**Work required:** The answer is every line of the records that holds the word "Region", copied in full.

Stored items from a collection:

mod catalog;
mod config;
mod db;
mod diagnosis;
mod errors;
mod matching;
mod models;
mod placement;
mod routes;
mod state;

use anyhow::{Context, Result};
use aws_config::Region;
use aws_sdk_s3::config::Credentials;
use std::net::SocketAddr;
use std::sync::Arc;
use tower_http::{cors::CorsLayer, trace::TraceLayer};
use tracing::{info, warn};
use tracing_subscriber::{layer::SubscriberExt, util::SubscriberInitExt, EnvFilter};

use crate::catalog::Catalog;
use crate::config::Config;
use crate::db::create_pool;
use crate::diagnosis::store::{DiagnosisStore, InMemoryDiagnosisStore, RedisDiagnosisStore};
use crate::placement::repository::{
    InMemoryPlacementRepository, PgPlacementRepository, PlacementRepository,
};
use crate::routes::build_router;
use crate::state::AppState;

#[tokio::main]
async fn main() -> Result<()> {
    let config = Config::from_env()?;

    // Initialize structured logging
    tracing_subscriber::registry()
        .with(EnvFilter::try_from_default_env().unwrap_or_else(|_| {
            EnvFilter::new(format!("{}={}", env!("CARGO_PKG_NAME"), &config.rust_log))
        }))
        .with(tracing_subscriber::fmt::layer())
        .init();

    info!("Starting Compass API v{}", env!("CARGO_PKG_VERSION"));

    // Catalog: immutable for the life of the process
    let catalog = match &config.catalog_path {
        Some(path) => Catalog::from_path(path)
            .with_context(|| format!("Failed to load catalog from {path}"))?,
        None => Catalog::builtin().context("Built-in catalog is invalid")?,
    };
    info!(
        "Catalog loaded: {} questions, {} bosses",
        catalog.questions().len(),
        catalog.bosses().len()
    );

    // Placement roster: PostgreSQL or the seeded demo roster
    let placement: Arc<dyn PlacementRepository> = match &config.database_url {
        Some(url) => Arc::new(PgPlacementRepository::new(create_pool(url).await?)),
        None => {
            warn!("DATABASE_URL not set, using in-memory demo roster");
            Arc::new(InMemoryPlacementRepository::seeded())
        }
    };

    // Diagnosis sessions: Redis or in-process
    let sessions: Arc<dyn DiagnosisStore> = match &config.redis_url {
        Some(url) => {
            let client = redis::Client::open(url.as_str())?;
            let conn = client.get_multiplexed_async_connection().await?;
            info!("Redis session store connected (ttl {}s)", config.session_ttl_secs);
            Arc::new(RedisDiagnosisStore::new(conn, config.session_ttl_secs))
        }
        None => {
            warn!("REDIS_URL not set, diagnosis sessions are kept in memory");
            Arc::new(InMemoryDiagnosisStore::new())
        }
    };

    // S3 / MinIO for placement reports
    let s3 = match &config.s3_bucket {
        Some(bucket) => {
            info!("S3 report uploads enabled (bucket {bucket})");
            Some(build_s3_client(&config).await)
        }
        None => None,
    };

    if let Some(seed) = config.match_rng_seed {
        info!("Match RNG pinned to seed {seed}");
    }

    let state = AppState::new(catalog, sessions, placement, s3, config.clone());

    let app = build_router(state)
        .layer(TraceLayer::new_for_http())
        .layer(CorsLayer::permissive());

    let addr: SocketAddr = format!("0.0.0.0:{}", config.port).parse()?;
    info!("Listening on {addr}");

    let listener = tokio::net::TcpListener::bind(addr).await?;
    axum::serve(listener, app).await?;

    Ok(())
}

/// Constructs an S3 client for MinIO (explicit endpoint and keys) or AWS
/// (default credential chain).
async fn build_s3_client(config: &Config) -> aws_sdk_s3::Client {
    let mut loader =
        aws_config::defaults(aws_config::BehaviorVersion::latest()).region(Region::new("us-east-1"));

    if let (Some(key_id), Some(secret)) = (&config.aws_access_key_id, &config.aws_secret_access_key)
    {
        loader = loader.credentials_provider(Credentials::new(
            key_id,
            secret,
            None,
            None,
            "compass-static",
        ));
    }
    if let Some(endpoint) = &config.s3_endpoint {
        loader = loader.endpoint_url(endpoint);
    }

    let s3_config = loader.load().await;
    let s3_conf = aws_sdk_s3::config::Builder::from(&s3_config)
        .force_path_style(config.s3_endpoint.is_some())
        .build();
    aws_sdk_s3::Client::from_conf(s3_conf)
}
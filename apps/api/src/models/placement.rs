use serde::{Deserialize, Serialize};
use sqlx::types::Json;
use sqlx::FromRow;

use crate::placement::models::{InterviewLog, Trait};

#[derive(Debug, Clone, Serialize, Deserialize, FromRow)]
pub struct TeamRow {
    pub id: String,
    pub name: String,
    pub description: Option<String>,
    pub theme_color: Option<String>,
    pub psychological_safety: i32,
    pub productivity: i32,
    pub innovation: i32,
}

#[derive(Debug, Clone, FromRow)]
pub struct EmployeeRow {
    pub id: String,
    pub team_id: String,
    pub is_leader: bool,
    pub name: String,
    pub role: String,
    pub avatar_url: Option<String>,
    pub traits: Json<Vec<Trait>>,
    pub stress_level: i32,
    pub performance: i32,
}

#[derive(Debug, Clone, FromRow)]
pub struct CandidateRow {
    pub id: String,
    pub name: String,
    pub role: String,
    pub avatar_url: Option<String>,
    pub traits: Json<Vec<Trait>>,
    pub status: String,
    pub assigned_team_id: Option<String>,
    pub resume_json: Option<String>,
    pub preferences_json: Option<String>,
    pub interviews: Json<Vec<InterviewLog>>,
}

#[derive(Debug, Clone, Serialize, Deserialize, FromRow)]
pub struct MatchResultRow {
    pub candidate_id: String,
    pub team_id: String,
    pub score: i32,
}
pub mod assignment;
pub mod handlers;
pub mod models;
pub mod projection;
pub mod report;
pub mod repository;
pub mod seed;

**Task response:**
use aws_config::Region;
        aws_config::defaults(aws_config::BehaviorVersion::latest()).region(Region::new("us-east-1"));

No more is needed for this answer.